Task statement: In exact form, set down only those lines of the material that run from its first line to the line with "ends the game.", inclusive.

──────────────────────────────

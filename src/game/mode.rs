//! Game Modes
//!
//! A mode is the pluggable win-condition and scoring policy layered on
//! top of the simulation. [`RaceMode`] is the shipping mode: first past
//! the finish line earns the biggest bonus, the game ends once every
//! player has a final score.

use std::collections::BTreeMap;

use serde::{Deserialize, Serialize};
use tracing::debug;

use crate::ecs::entity::EntityId;
use crate::ecs::store::EntityStore;
use crate::game::constants::RaceConfig;
use crate::game::systems::player::PlayerSystem;
use crate::game::systems::score::ScoreSystem;
use crate::game::systems::sprite::SpriteSystem;

/// Final standing of one player.
#[derive(Clone, Debug, PartialEq, Serialize, Deserialize)]
pub struct PlayerResult {
    /// Player slot.
    pub player_index: u8,
    /// Sprite image key for the results screen.
    pub image: String,
    /// Final score.
    pub score: i32,
}

/// Results payload produced when a mode ends the game.
#[derive(Clone, Debug, Default, PartialEq, Serialize, Deserialize)]
pub struct GameResults {
    /// One entry per player, in player-index order.
    pub players: Vec<PlayerResult>,
}

/// Pluggable win-condition/scoring policy.
pub trait GameMode {
    /// Mode name for logs.
    fn name(&self) -> &'static str;

    /// Whether levels for this mode get a finish line.
    fn has_finish_line(&self) -> bool;

    /// Learn the participating players. Called once after level setup.
    fn setup(&mut self, store: &EntityStore);

    /// Advance the mode's clock and rules by one tick.
    fn update(&mut self, store: &mut EntityStore, delta_time: f32);

    /// Elapsed mode time in seconds.
    fn time(&self) -> f32;

    /// Whether the game has ended.
    fn ended(&self) -> bool;

    /// Final results, once available.
    fn results(&self, store: &EntityStore) -> Option<GameResults>;
}

/// Race to the finish line. Ranking-dependent bonuses, game over when
/// every player has received one.
pub struct RaceMode {
    time: f32,
    config: RaceConfig,
    /// Per-player flag: has the finish-line bonus been awarded yet.
    finish_scored: BTreeMap<EntityId, bool>,
    next_ranking: u32,
}

impl RaceMode {
    /// Create a race mode with the given ranking table.
    pub fn new(config: RaceConfig) -> Self {
        Self {
            time: 0.0,
            config,
            finish_scored: BTreeMap::new(),
            next_ranking: 1,
        }
    }

    fn award_finish_bonuses(&mut self, store: &mut EntityStore) {
        let pending: Vec<EntityId> = self
            .finish_scored
            .iter()
            .filter(|(_, scored)| !**scored)
            .map(|(id, _)| *id)
            .collect();

        for player in pending {
            if PlayerSystem::has_player_finished(store, player) != Some(true) {
                continue;
            }

            let bonus = self.config.bonus_for(self.next_ranking);
            ScoreSystem::apply_score_change(store, player, bonus);
            self.finish_scored.insert(player, true);
            debug!(
                player = ?player,
                ranking = self.next_ranking,
                bonus,
                "finish-line bonus awarded"
            );
            self.next_ranking += 1;
        }
    }
}

impl Default for RaceMode {
    fn default() -> Self {
        Self::new(RaceConfig::default())
    }
}

impl GameMode for RaceMode {
    fn name(&self) -> &'static str {
        "race"
    }

    fn has_finish_line(&self) -> bool {
        true
    }

    fn setup(&mut self, store: &EntityStore) {
        self.time = 0.0;
        self.finish_scored.clear();
        self.next_ranking = 1;
        for player in store.player_entities() {
            self.finish_scored.insert(player, false);
        }
    }

    fn update(&mut self, store: &mut EntityStore, delta_time: f32) {
        self.time += delta_time;
        self.award_finish_bonuses(store);
    }

    fn time(&self) -> f32 {
        self.time
    }

    fn ended(&self) -> bool {
        !self.finish_scored.is_empty() && self.finish_scored.values().all(|scored| *scored)
    }

    fn results(&self, store: &EntityStore) -> Option<GameResults> {
        let mut players: Vec<PlayerResult> = self
            .finish_scored
            .keys()
            .filter_map(|id| {
                let index = store.player_index(*id)?;
                let image = SpriteSystem::image_of(store, *id).unwrap_or_default();
                let score = ScoreSystem::score_of(store, *id).unwrap_or(0);
                Some(PlayerResult {
                    player_index: index,
                    image,
                    score,
                })
            })
            .collect();
        players.sort_by_key(|result| result.player_index);
        Some(GameResults { players })
    }
}

#[cfg(test)]
mod tests {
    use super::*;
    use crate::core::vec2::Vec2;
    use crate::ecs::factory::spawn_player;
    use crate::game::constants::{CombatConfig, MovementConfig};

    fn race_setup() -> (EntityStore, RaceMode, EntityId, EntityId) {
        let mut store = EntityStore::new();
        let combat = CombatConfig::default();
        let movement = MovementConfig::default();
        let a = spawn_player(&mut store, &combat, &movement, 0, Vec2::new(0.0, 150.0));
        let b = spawn_player(&mut store, &combat, &movement, 1, Vec2::new(0.0, 150.0));

        let mut mode = RaceMode::new(RaceConfig {
            ranking_bonus: BTreeMap::from([(1, 100), (2, 50)]),
        });
        mode.setup(&store);
        (store, mode, a, b)
    }

    fn mark_finished(store: &mut EntityStore, player: EntityId) {
        store
            .get_mut::<crate::ecs::component::PlayerComponent>(player)
            .unwrap()
            .finished = true;
    }

    #[test]
    fn test_race_awards_ranked_bonuses_once() {
        let (mut store, mut mode, a, b) = race_setup();
        let dt = 1.0 / 60.0;

        mode.update(&mut store, dt);
        assert!(!mode.ended());

        // Player A finishes first.
        mark_finished(&mut store, a);
        mode.update(&mut store, dt);
        assert_eq!(ScoreSystem::score_of(&store, a), Some(100));
        assert!(!mode.ended());

        // Re-running must not double-award.
        mode.update(&mut store, dt);
        assert_eq!(ScoreSystem::score_of(&store, a), Some(100));

        // Player B finishes second; game ends.
        mark_finished(&mut store, b);
        mode.update(&mut store, dt);
        assert_eq!(ScoreSystem::score_of(&store, b), Some(50));
        assert!(mode.ended());
    }

    #[test]
    fn test_race_not_ended_before_setup() {
        let mode = RaceMode::default();
        assert!(!mode.ended());
    }

    #[test]
    fn test_race_results_sorted_by_index() {
        let (mut store, mut mode, a, b) = race_setup();
        mark_finished(&mut store, a);
        mark_finished(&mut store, b);
        mode.update(&mut store, 1.0 / 60.0);

        let results = mode.results(&store).unwrap();
        assert_eq!(results.players.len(), 2);
        assert_eq!(results.players[0].player_index, 0);
        assert_eq!(results.players[1].player_index, 1);
        assert_eq!(results.players[0].score, 100);
        assert_eq!(results.players[1].score, 50);
    }

    #[test]
    fn test_race_clock_accumulates() {
        let (mut store, mut mode, _, _) = race_setup();
        for _ in 0..60 {
            mode.update(&mut store, 1.0 / 60.0);
        }
        assert!((mode.time() - 1.0).abs() < 1e-4);
    }
}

──────────────────────────────

Response to this exercise:
filename src/game/mode.rs
//! Game Modes
//!
//! A mode is the pluggable win-condition and scoring policy layered on
//! top of the simulation. [`RaceMode`] is the shipping mode: first past
//! the finish line earns the biggest bonus, the game ends once every
//! player has a final score.

use std::collections::BTreeMap;

use serde::{Deserialize, Serialize};
use tracing::debug;

use crate::ecs::entity::EntityId;
use crate::ecs::store::EntityStore;
use crate::game::constants::RaceConfig;
use crate::game::systems::player::PlayerSystem;
use crate::game::systems::score::ScoreSystem;
use crate::game::systems::sprite::SpriteSystem;

/// Final standing of one player.
#[derive(Clone, Debug, PartialEq, Serialize, Deserialize)]
pub struct PlayerResult {
    /// Player slot.
    pub player_index: u8,
    /// Sprite image key for the results screen.
    pub image: String,
    /// Final score.
    pub score: i32,
}

/// Results payload produced when a mode ends the game.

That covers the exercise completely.